The Brand — The Ghaf Tree

Why the Ghaf?

The Ghaf (Prosopis cineraria) is the national tree of the United Arab Emirates and the chosen symbol of the Year of Tolerance. It is an indigenous tree of the Arabian desert, woven into the country's environmental heritage and into the everyday memory of its people. For generations, the Ghaf has stood as a marker of where life is possible — its roots reaching deep into otherwise unforgiving ground, its canopy offering shade for those gathering beneath it.

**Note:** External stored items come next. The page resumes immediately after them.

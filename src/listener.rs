/*
 *  listener.rs
 *
 *  lcdticker - stock forecasts on a character LCD
 *  (c) 2020-26 Stuart Hunter
 *
 *  Line-based message transports: TCP and standard input
 *
 *  This program is free software: you can redistribute it and/or modify
 *  it under the terms of the GNU General Public License as published by
 *  the Free Software Foundation, either version 3 of the License, or
 *  (at your option) any later version.
 *
 *  This program is distributed in the hope that it will be useful,
 *  but WITHOUT ANY WARRANTY; without even the implied warranty of
 *  MERCHANTABILITY or FITNESS FOR A PARTICULAR PURPOSE.  See the
 *  GNU General Public License for more details.
 *
 *  See <http://www.gnu.org/licenses/> to get a copy of the GNU General
 *  Public License.
 *
 */

use std::io;
use std::time::Duration;

use log::{debug, info, warn};
use tokio::io::{AsyncBufRead, AsyncBufReadExt, BufReader};
use tokio::net::TcpListener;
use tokio::sync::mpsc::Sender;
use tokio::task::JoinHandle;

use crate::handler::Request;
use crate::message::Message;

/// Pause after a failed accept before trying again.
pub const ACCEPT_BACKOFF: Duration = Duration::from_millis(100);

/// Decode every line of `reader` onto `tx` until EOF.
///
/// Blank lines are skipped. Returns the number of messages forwarded, or
/// early with that count when the handler has gone away.
pub async fn forward_lines<R>(reader: R, tx: &Sender<Request>) -> io::Result<usize>
where
    R: AsyncBufRead + Unpin,
{
    let mut lines = reader.lines();
    let mut forwarded = 0;
    while let Some(line) = lines.next_line().await? {
        let Some(message) = Message::decode(&line) else {
            continue;
        };
        debug!("Received {:?}", message);
        if tx.send(Request::Message(message)).await.is_err() {
            debug!("Handler closed; dropping input");
            break;
        }
        forwarded += 1;
    }
    Ok(forwarded)
}

/// Accept TCP clients on `addr`; each sends newline-terminated tokens.
///
/// The socket is bound before returning so address errors surface here.
pub async fn spawn_tcp_listener(addr: &str, tx: Sender<Request>) -> io::Result<JoinHandle<()>> {
    let listener = TcpListener::bind(addr).await?;
    info!("Listening for messages on {}", listener.local_addr()?);

    Ok(tokio::spawn(async move {
        loop {
            let (socket, peer) = match listener.accept().await {
                Ok(accepted) => accepted,
                Err(e) => {
                    back_off(&e).await;
                    continue;
                }
            };
            debug!("Client {} connected", peer);
            let tx = tx.clone();
            tokio::spawn(async move {
                match forward_lines(BufReader::new(socket), &tx).await {
                    Ok(n) => debug!("Client {} done after {} messages", peer, n),
                    Err(e) => warn!("Client {}: {e}", peer),
                }
            });
        }
    }))
}

async fn back_off(err: &io::Error) {
    warn!("accept failed: {err}; retrying in {:?}", ACCEPT_BACKOFF);
    tokio::time::sleep(ACCEPT_BACKOFF).await;
}

/// Read tokens from standard input until EOF.
pub fn spawn_stdin_reader(tx: Sender<Request>) -> JoinHandle<()> {
    tokio::spawn(async move {
        match forward_lines(BufReader::new(tokio::io::stdin()), &tx).await {
            Ok(n) => info!("Standard input closed after {} messages", n),
            Err(e) => warn!("Standard input: {e}"),
        }
    })
}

The late Sheikh Zayed bin Sultan Al Nahyan recognised this. He gave the tree special protection in law, prohibiting its cutting across the country, in keeping with his lifelong commitment to the desert ecosystem that shaped him.

The story of gathering

Long before the modern UAE, communities gathered in the shade of Ghaf trees. Tribal councils were held under their canopies; travellers paused beside them; conversations and disputes alike were settled in their shade. For historians of the region, the Ghaf is more than a tree — it is a place, a setting for the kind of patient listening that makes coexistence possible.

The Year of Tolerance adopted the Ghaf as its emblem to anchor a modern idea in a deeply local one: that tolerance, like the tree, must be rooted, must endure, and must offer shade to everyone who steps beneath it.

Stability

Ghaf trees grow at the heart of the desert. Where they stand, human settlements have followed — a quiet proof that endurance is possible in unforgiving ground.

Generosity

Steady and inexhaustible, the Ghaf gives food to people, to domesticated animals and to wildlife alike. Its symbolism of giving without depletion runs through Emirati culture.

Coexistence

It adapts and lives alongside the harshest desert environment — drawing what it needs without taking more than its share.

Gathering

For centuries, the Ghaf's shade was where people met, talked and listened — a natural place of council, diversity and shared decision-making.